What you should do: Line filter on the word "validate": copy each matching line from the entries.

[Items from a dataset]

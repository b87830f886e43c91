//!
//! Vitrina: the homepage content service of a storefront.
//! This library provides the components that keep manually ordered homepage
//! collections (carousel slides and featured products) consistent between an
//! admin client and the server that persists them.
//!
//! ## Core Concepts
//!
//! * **Ordered collections (`order::OrderedItem`)**: items carrying an explicit
//!   `order` position. Once reconciled, the orders of a collection of N items are
//!   exactly `1..=N`.
//! * **State container (`state::CollectionState`)**: the client's in-memory copy of a
//!   collection, mutated only through a fixed set of `state::Action`s.
//! * **Reconciler (`reconcile::Reconciler`)**: applies drag-and-drop swaps and
//!   deletions optimistically, persists them, and reloads the authoritative state when
//!   persistence fails.
//! * **Backends (`backend::Backend`)**: pluggable storage for the collections:
//!     * **InMemory (`backend::database::InMemory`)**: maps behind async locks, with JSON persistence.
//!     * **SqlxBackend (`backend::database::SqlxBackend`)**: SQLite or PostgreSQL through sqlx.
//!     * **HttpStore (`backend::http::HttpStore`)**: a remote server reached over its REST API.
//! * **REST API (`api`)**: the axum router that exposes a backend to admin and public clients.
//! * **Cart and catalog (`cart`, `catalog`)**: the storefront's client-side shopping cart
//!   and the product listing filter/sort pipeline.

pub mod api;
pub mod backend;
pub mod cart;
pub mod catalog;
pub mod order;
pub mod reconcile;
pub mod state;

pub use order::{ItemId, OrderUpdate, OrderedItem, Payload, Scope};
pub use reconcile::Reconciler;

/// Result type used throughout the Vitrina library.
pub type Result<T> = std::result::Result<T, Error>;

/// Common error type for the Vitrina library.
#[derive(Debug, thiserror::Error)]
pub enum Error {
    #[error("I/O error: {0}")]
    Io(#[from] std::io::Error),

    #[error("Serialization error: {0}")]
    Serialize(#[from] serde_json::Error),

    /// Structured ordering errors from the order module
    #[error(transparent)]
    Order(order::OrderError),

    /// Structured storage errors from the backend module
    #[error(transparent)]
    Backend(backend::BackendError),

    /// Structured cart errors from the cart module
    #[error(transparent)]
    Cart(cart::CartError),
}

impl Error {
    /// Get the originating module for this error.
    pub fn module(&self) -> &'static str {
        match self {
            Error::Order(_) => "order",
            Error::Backend(_) => "backend",
            Error::Cart(_) => "cart",
            Error::Io(_) => "io",
            Error::Serialize(_) => "serialize",
        }
    }

    /// Check if this error indicates a resource was not found.
    pub fn is_not_found(&self) -> bool {
        match self {
            Error::Order(order_err) => order_err.is_not_member(),
            Error::Backend(backend_err) => backend_err.is_not_found(),
            _ => false,
        }
    }

    /// Check if this error is caused by invalid input.
    pub fn is_validation_error(&self) -> bool {
        match self {
            Error::Order(_) => true,
            Error::Backend(backend_err) => backend_err.is_validation_error(),
            Error::Cart(_) => true,
            _ => false,
        }
    }

    /// Check if this error is storage-related.
    pub fn is_backend_error(&self) -> bool {
        matches!(self, Error::Backend(_))
    }

    /// Check if this error came from talking to a remote server.
    pub fn is_transport_error(&self) -> bool {
        match self {
            Error::Backend(backend_err) => backend_err.is_transport_error(),
            _ => false,
        }
    }

    /// Check if this error is I/O related.
    pub fn is_io_error(&self) -> bool {
        match self {
            Error::Io(_) => true,
            Error::Backend(backend_err) => backend_err.is_io_error(),
            _ => false,
        }
    }
}
use std::collections::HashSet;
use std::sync::Arc;

use vitrina::{
    OrderedItem, Payload, Scope,
    backend::Backend,
    order::{NewItem, validate},
};

use crate::helpers::*;

/// Creates `count` products at once, each from its own task.
async fn create_concurrently(backend: &Arc<dyn Backend>, count: i64) -> Vec<OrderedItem> {
    let tasks: Vec<_> = (1..=count)
        .map(|i| {
            let backend = Arc::clone(backend);
            tokio::spawn(async move {
                backend
                    .create_item(Scope::Products, NewItem::new(Payload::product(500 + i)))
                    .await
            })
        })
        .collect();

    let mut created = Vec::new();
    for task in tasks {
        created.push(task.await.unwrap().expect("concurrent create failed"));
    }
    created
}

fn assert_distinct_and_dense(created: &[OrderedItem], count: usize) {
    let ids: HashSet<i64> = created.iter().map(|i| i.id.get()).collect();
    assert_eq!(ids.len(), count, "ids must be unique");

    let mut orders = orders(created);
    orders.sort_unstable();
    assert_eq!(orders, (1..=count as u32).collect::<Vec<_>>());
}

#[tokio::test(flavor = "multi_thread", worker_threads = 4)]
async fn test_concurrent_creates_get_distinct_ids_and_orders() {
    let backend = test_backend().await;
    let created = create_concurrently(&backend, 16).await;
    assert_distinct_and_dense(&created, 16);

    let stored = backend.fetch_collection(Scope::Products).await.unwrap();
    assert_eq!(stored.len(), 16);
    validate(&stored).unwrap();
}

#[tokio::test(flavor = "multi_thread", worker_threads = 4)]
async fn test_concurrent_toggles_all_land() {
    let backend = test_backend().await;
    let created = seed_products(backend.as_ref(), 8).await;

    let tasks: Vec<_> = created
        .iter()
        .map(|item| {
            let backend = Arc::clone(&backend);
            let id = item.id;
            tokio::spawn(async move { backend.set_active(Scope::Products, id, false).await })
        })
        .collect();
    for task in tasks {
        task.await.unwrap().expect("concurrent toggle failed");
    }

    let stored = backend.fetch_collection(Scope::Products).await.unwrap();
    assert!(stored.iter().all(|i| !i.active));
    assert!(backend.fetch_active(Scope::Products).await.unwrap().is_empty());
}

/// A file database gives each pooled connection its own lock, unlike the
/// shared-cache in-memory one.
#[cfg(feature = "sqlite")]
#[tokio::test(flavor = "multi_thread", worker_threads = 4)]
async fn test_concurrent_creates_on_sqlite_file() {
    use vitrina::backend::database::Sqlite;

    let dir = tempfile::tempdir().unwrap();
    let backend: Arc<dyn Backend> =
        Arc::new(Sqlite::open_sqlite(dir.path().join("vitrina.db")).await.unwrap());

    let created = create_concurrently(&backend, 16).await;
    assert_distinct_and_dense(&created, 16);

    // Ids stay unique across scopes while positions restart per scope
    let slide = backend
        .create_item(
            Scope::Carousel,
            NewItem::new(Payload::slide("Sale", Some("sale.jpg"), None)),
        )
        .await
        .unwrap();
    assert_eq!(slide.order, 1);
    assert_eq!(slide.id.get(), 17);
}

Worked solution:
    order::{NewItem, validate},
    validate(&stored).unwrap();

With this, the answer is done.